Let \(\overrightarrow {{\text{AB}}} = \left( {\begin{array}{*{20}{c}} 4 \\ 1 \\ 2 \end{array}} \right)\).

Find \(\left| {\overrightarrow {{\text{AB}}} } \right|\).

[2]
a.

Let \(\overrightarrow {{\text{AC}}} = \left( {\begin{array}{*{20}{c}} 3 \\ 0 \\ 0 \end{array}} \right)\). Find \({\rm{B\hat AC}}\).

[4]
b.

Markscheme

correct substitution     (A1)

eg\(\,\,\,\,\,\)\(\sqrt {{4^2} + {1^2} + {2^2}} \)

4.58257

\(\left| {\overrightarrow {{\text{AB}}} } \right| = \sqrt {21} \) (exact), 4.58     A1     N2

[2 marks]

a.

finding scalar product and \(\left| {\overrightarrow {{\text{AC}}} } \right|\)     (A1)(A1)

scalar product \( = (4 \times 3) + (1 \times 0) + (2 \times 0){\text{ }}( = 12)\)

\(\left| {\overrightarrow {{\text{AC}}} } \right| = \sqrt {{3^2} + 0 + 0} {\text{ }}( = 3)\)

substituting their values into cosine formula     (M1)

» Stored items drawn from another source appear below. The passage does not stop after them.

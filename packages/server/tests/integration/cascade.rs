use std::sync::Arc;
use std::sync::atomic::{AtomicBool, Ordering};

use ::common::storage::{
    EntityStore, Item, MemoryStore, PrimaryKey, PutCondition, Query, StoreError,
};
use async_trait::async_trait;

use crate::common::{TestApp, routes};

#[tokio::test]
async fn comment_listed_by_blog_disappears_with_its_author() {
    let app = TestApp::spawn().await;
    let u1 = app.create_user("Ada").await;
    let b1 = app.create_blog(&u1, "Hello").await;
    app.create_comment(&b1, &u1, "nice post").await;

    let listed = app
        .get_query(routes::COMMENTS, &[("blog_id", b1.as_str())])
        .await;
    assert_eq!(listed.data().len(), 1);
    assert_eq!(listed.data()[0]["message"], "nice post");

    let res = app.delete(&routes::user(&u1)).await;
    assert_eq!(res.status, 200, "{}", res.text);
    assert_eq!(res.deleted().len(), 3);

    assert_eq!(app.get(&routes::blog(&b1)).await.status, 404);
    assert_eq!(app.get(&routes::comment(&b1, &u1)).await.status, 404);
    assert!(app.store.is_empty().await);
}

#[tokio::test]
async fn deleting_user_removes_their_blogs_and_comments() {
    let app = TestApp::spawn().await;
    let ada = app.create_user("Ada").await;
    let bob = app.create_user("Bob").await;
    let ada_post = app.create_blog(&ada, "Ada's").await;
    let bob_post = app.create_blog(&bob, "Bob's").await;
    app.create_comment(&ada_post, &ada, "own").await;
    app.create_comment(&ada_post, &bob, "bob on ada").await;
    app.create_comment(&bob_post, &ada, "ada on bob").await;

    let res = app.delete(&routes::user(&ada)).await;

    assert_eq!(res.status, 200, "{}", res.text);
    // 1 blog, 3 comments (two on her blog, one elsewhere), the user.
    assert_eq!(res.deleted().len(), 5);
    assert_eq!(res.deleted().last().unwrap()["type"], "user");

    assert_eq!(app.get(&routes::user(&ada)).await.status, 404);
    assert_eq!(app.get(&routes::blog(&ada_post)).await.status, 404);
    assert_eq!(
        app.get(&routes::comment(&bob_post, &ada)).await.status,
        404
    );
    assert_eq!(
        app.get(&routes::comment(&ada_post, &bob)).await.status,
        404
    );
    assert_eq!(app.get(&routes::blog(&bob_post)).await.status, 200);
    assert_eq!(app.get(&routes::user(&bob)).await.status, 200);
    // Bob and his blog remain.
    assert_eq!(app.store.len().await, 2);
}

#[tokio::test]
async fn deleting_blog_removes_its_comments_only() {
    let app = TestApp::spawn().await;
    let ada = app.create_user("Ada").await;
    let bob = app.create_user("Bob").await;
    let post = app.create_blog(&ada, "Post").await;
    let other = app.create_blog(&ada, "Other").await;
    app.create_comment(&post, &ada, "x").await;
    app.create_comment(&post, &bob, "y").await;
    app.create_comment(&other, &bob, "z").await;

    let res = app.delete(&routes::blog(&post)).await;

    assert_eq!(res.status, 200, "{}", res.text);
    assert_eq!(res.deleted().len(), 3);
    let kinds: Vec<_> = res.deleted().iter().map(|r| r["type"].clone()).collect();
    assert_eq!(kinds, ["comment", "comment", "blog"]);

    let remaining = app.get(routes::COMMENTS).await;
    assert_eq!(remaining.data().len(), 1);
    assert_eq!(remaining.data()[0]["message"], "z");
    assert_eq!(app.get(&routes::user(&bob)).await.status, 200);
}

/// Fails every delete once `armed` is set.
struct FailingDeletes {
    inner: Arc<MemoryStore>,
    armed: AtomicBool,
}

#[async_trait]
impl EntityStore for FailingDeletes {
    async fn get(&self, key: &PrimaryKey) -> Result<Option<Item>, StoreError> {
        self.inner.get(key).await
    }

    async fn put(&self, item: Item, condition: PutCondition) -> Result<(), StoreError> {
        self.inner.put(item, condition).await
    }

    async fn delete(&self, key: &PrimaryKey) -> Result<bool, StoreError> {
        if self.armed.load(Ordering::SeqCst) {
            return Err(StoreError::Unavailable("injected".into()));
        }
        self.inner.delete(key).await
    }

    async fn query(&self, query: &Query) -> Result<Vec<Item>, StoreError> {
        self.inner.query(query).await
    }
}

#[tokio::test]
async fn failed_cascade_is_reported_and_leaves_parent_in_place() {
    let store = Arc::new(MemoryStore::new());
    let backend = Arc::new(FailingDeletes {
        inner: store.clone(),
        armed: AtomicBool::new(false),
    });
    let app = TestApp::spawn_over(backend.clone(), store).await;
    let ada = app.create_user("Ada").await;
    app.create_blog(&ada, "Post").await;
    backend.armed.store(true, Ordering::SeqCst);

    let res = app.delete(&routes::user(&ada)).await;

    assert_eq!(res.status, 500);
    assert_eq!(res.body["code"], "CASCADE_FAILED");
    assert!(res.body["message"].as_str().unwrap().contains(&ada));
    backend.armed.store(false, Ordering::SeqCst);
    assert_eq!(app.get(&routes::user(&ada)).await.status, 200);

    let retry = app.delete(&routes::user(&ada)).await;
    assert_eq!(retry.status, 200);
    assert_eq!(retry.deleted().len(), 2);
}

#[tokio::test]
async fn cascade_after_shutdown_is_refused() {
    let app = TestApp::spawn().await;
    let ada = app.create_user("Ada").await;
    app.create_blog(&ada, "Post").await;
    app.shutdown.cancel();

    let res = app.delete(&routes::user(&ada)).await;

    assert_eq!(res.status, 500);
    assert_eq!(res.body["code"], "CASCADE_FAILED");
    assert_eq!(app.store.len().await, 2);
}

eg cos B\(\hat A\)C\({\text{ = }}\frac{{4 \times 3 + 0 + 0}}{{\sqrt {{3^2}}  \times \sqrt {21} }},{\text{ }}\frac{4}{{\sqrt {21} }},{\text{ }}\cos \theta  = 0.873\)

0.509739 (29.2059°)

\({\rm{B\hat AC}} = 0.510\) (29.2°)     A1     N2

[4 marks]

b.

Examiners report

[N/A]
a.
[N/A]
b.

Syllabus sections

Topic 4 - Vectors » 4.2 » The angle between two vectors.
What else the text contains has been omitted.